◆ PROBLEM TO SOLVE: A line belongs in the answer only if it contains the word "anyhow"; copy every such line from the listing below.

◆ DATA EXTRACT:
'''
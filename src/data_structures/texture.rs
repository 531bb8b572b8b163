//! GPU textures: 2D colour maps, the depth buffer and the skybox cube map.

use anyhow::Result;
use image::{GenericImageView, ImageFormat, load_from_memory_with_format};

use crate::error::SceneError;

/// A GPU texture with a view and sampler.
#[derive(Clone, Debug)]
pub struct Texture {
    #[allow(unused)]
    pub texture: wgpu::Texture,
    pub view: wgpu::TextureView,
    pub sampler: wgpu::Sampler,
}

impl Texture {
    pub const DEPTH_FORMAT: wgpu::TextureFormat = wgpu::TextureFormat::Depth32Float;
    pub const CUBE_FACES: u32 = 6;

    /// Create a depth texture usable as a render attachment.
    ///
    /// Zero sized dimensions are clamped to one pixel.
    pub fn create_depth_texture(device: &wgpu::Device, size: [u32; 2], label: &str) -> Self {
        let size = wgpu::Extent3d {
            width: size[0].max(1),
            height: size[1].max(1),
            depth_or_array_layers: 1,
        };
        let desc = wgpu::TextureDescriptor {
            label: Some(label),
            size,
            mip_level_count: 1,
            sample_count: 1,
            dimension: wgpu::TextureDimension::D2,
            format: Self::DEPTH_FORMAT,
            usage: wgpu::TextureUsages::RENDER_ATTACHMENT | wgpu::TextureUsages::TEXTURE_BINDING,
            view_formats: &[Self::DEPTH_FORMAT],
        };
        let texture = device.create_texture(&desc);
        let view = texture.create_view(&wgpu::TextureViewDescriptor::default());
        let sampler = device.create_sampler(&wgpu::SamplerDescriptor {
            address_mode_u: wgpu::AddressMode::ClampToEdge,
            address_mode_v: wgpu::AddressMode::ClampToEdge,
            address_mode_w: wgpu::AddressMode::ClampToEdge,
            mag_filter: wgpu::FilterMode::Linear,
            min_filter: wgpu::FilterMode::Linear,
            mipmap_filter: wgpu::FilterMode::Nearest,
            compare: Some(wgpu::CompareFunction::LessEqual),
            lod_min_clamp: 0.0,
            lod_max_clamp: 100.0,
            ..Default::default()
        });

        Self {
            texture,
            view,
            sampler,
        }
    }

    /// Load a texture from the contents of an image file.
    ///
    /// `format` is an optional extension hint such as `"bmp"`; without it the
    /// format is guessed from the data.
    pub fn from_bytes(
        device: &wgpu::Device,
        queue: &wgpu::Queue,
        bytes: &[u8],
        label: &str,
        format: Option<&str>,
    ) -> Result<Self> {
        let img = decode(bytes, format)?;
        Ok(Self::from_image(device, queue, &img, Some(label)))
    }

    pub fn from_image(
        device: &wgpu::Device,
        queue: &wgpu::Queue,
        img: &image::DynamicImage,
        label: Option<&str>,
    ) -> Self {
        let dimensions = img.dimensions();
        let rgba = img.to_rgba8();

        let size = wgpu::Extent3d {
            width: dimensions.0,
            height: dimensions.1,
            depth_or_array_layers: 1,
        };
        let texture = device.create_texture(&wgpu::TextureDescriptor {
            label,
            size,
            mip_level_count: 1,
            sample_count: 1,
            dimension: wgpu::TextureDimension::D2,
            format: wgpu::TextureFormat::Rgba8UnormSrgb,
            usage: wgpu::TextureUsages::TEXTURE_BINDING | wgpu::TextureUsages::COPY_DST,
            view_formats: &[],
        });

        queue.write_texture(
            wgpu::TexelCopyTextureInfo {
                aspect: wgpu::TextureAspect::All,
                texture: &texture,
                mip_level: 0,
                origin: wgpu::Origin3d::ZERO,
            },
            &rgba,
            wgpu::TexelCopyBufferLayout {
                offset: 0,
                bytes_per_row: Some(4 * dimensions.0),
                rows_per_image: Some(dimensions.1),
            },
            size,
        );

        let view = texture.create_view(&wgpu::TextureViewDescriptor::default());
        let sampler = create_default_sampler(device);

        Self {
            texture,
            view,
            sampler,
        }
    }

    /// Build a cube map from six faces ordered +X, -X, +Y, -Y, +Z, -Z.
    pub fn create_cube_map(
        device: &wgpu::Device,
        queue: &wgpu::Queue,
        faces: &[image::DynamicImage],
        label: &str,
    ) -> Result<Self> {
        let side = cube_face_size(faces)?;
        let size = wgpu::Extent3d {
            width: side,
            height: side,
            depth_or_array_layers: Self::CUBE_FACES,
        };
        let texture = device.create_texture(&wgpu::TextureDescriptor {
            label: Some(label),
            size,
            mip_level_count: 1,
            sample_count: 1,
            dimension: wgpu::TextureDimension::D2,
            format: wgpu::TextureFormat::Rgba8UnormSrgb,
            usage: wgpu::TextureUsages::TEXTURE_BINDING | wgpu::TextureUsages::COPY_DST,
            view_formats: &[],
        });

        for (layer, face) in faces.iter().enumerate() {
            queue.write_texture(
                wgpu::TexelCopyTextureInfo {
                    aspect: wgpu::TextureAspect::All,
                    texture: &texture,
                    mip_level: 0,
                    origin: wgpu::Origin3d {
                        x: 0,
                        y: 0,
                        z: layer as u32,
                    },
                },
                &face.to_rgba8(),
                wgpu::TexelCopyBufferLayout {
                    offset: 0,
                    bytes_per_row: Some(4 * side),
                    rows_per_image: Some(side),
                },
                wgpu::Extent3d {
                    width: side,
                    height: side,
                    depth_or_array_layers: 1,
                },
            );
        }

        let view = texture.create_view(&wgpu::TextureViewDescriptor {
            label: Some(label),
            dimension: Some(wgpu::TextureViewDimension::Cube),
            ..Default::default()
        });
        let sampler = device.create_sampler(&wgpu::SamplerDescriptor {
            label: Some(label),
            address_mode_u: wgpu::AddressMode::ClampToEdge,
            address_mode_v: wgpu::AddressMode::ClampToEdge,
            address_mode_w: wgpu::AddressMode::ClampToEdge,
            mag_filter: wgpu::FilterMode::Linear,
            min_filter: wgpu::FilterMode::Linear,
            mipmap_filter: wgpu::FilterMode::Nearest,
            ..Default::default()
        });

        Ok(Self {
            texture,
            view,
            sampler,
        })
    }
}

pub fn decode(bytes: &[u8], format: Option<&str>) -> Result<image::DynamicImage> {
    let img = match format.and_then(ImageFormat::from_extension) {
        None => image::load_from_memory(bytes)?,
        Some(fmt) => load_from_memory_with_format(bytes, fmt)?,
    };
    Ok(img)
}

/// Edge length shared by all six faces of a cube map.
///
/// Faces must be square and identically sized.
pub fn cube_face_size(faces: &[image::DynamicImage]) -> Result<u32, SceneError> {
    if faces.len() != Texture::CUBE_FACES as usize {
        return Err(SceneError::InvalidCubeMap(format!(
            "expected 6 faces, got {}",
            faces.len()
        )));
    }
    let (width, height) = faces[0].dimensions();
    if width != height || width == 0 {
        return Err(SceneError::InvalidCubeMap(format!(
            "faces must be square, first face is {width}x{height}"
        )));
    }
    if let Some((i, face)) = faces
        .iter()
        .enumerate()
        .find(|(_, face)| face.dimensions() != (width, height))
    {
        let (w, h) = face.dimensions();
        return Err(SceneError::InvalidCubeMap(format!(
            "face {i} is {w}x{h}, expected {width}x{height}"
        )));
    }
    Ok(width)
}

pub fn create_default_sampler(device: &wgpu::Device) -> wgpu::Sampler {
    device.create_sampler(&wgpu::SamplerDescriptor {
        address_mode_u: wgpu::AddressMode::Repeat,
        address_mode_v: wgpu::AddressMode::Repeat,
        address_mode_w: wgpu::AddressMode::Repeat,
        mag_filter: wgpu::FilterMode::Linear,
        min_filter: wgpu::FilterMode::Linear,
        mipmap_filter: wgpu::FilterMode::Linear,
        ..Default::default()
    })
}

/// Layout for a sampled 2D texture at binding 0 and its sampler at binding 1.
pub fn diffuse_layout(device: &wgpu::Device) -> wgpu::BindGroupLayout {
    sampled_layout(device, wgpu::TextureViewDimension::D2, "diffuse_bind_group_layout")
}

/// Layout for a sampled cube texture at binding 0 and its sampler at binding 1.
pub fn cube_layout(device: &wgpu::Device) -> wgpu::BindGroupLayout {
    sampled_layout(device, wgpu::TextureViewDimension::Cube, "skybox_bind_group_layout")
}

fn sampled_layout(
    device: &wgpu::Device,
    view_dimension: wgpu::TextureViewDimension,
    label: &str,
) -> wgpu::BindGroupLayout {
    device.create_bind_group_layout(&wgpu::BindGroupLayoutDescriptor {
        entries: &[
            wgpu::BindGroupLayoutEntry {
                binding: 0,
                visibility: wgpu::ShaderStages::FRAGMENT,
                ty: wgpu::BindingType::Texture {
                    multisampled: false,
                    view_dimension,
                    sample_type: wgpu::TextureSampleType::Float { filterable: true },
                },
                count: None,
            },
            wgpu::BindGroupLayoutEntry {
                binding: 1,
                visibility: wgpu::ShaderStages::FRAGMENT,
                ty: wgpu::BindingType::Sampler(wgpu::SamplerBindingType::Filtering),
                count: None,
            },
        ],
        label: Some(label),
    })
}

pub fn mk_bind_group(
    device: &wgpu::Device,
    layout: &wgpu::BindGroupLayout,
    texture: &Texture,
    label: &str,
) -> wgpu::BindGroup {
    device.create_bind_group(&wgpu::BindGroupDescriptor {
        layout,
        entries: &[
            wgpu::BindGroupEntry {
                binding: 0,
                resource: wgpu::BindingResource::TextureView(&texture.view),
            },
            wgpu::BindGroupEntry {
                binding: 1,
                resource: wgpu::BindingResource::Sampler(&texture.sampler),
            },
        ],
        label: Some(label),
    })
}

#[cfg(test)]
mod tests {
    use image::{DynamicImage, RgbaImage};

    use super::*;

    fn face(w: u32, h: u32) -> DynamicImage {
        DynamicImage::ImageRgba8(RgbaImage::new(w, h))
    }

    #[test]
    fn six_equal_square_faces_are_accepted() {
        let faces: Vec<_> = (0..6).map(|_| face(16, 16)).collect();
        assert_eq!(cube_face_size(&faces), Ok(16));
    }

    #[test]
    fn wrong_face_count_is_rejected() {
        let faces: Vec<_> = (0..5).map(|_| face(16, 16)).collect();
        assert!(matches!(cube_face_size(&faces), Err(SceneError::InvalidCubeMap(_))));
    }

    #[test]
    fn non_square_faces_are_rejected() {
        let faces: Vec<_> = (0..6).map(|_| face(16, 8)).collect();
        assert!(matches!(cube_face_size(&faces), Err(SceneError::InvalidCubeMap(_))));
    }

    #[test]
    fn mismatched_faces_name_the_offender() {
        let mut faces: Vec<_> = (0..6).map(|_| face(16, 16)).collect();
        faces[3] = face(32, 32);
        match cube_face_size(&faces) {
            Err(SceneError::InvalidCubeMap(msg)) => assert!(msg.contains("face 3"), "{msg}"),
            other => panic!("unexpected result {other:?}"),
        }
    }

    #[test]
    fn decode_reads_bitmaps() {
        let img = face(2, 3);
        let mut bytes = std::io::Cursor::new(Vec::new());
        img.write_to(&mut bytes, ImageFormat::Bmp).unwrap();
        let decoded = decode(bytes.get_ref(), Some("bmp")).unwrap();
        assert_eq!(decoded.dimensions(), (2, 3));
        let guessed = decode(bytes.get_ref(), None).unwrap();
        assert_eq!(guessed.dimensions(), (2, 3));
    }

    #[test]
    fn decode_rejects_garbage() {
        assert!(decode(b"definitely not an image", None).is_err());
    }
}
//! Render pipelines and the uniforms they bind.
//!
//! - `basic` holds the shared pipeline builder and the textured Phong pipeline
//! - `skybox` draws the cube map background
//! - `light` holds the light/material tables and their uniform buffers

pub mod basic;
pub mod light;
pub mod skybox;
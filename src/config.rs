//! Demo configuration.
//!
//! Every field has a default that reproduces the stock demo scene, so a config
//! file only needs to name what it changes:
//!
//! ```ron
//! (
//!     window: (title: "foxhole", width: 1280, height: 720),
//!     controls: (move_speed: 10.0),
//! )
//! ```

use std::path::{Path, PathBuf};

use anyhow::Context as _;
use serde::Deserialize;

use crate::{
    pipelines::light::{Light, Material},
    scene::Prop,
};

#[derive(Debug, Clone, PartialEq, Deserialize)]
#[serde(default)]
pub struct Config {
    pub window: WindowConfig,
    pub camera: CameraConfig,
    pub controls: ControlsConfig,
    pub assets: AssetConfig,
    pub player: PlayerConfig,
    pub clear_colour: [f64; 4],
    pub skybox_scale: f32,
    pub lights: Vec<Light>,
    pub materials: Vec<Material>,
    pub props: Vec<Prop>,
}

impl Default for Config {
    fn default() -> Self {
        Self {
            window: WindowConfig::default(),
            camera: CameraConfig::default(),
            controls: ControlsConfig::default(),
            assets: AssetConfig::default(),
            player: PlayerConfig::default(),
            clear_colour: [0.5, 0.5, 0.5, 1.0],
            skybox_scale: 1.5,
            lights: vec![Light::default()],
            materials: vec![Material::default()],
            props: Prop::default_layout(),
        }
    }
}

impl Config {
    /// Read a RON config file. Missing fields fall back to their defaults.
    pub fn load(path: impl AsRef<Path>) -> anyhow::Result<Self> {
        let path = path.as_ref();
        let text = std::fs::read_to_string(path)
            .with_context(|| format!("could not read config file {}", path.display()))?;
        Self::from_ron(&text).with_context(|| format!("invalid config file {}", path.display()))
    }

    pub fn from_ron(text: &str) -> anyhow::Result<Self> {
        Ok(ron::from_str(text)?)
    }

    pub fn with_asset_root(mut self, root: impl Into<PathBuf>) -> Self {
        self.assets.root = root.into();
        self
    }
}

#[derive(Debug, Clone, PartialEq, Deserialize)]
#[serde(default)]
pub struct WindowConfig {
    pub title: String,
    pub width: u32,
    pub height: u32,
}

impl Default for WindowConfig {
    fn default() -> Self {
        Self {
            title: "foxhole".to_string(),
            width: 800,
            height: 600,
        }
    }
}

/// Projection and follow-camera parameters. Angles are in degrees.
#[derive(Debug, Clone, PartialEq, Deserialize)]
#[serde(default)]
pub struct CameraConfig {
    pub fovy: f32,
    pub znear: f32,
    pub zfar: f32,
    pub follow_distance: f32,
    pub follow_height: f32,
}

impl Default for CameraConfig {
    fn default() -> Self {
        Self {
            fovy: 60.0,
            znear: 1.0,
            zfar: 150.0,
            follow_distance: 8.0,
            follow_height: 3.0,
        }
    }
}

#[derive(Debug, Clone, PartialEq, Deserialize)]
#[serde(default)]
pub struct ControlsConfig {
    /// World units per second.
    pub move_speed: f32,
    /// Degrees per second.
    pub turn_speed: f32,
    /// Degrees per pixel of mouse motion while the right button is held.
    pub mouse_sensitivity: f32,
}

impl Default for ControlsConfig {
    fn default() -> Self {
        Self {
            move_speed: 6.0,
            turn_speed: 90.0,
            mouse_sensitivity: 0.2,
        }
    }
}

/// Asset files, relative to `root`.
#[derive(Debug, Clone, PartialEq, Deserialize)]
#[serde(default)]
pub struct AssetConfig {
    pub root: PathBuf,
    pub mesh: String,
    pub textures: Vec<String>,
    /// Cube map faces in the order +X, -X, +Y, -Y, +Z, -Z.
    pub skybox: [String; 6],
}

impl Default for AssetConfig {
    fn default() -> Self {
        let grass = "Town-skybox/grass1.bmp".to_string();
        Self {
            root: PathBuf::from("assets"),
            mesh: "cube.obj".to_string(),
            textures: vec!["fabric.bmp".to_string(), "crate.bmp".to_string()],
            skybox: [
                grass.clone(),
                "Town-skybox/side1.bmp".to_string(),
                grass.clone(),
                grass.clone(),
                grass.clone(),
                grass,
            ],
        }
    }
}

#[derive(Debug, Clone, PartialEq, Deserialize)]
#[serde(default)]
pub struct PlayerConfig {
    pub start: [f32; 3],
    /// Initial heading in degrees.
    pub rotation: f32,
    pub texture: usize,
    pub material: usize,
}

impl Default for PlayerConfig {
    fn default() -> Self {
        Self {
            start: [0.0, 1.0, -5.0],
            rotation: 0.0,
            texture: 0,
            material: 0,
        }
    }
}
'''
◆ REPLY:
use anyhow::Result;
use anyhow::Context as _;
    pub fn load(path: impl AsRef<Path>) -> anyhow::Result<Self> {
    pub fn from_ron(text: &str) -> anyhow::Result<Self> {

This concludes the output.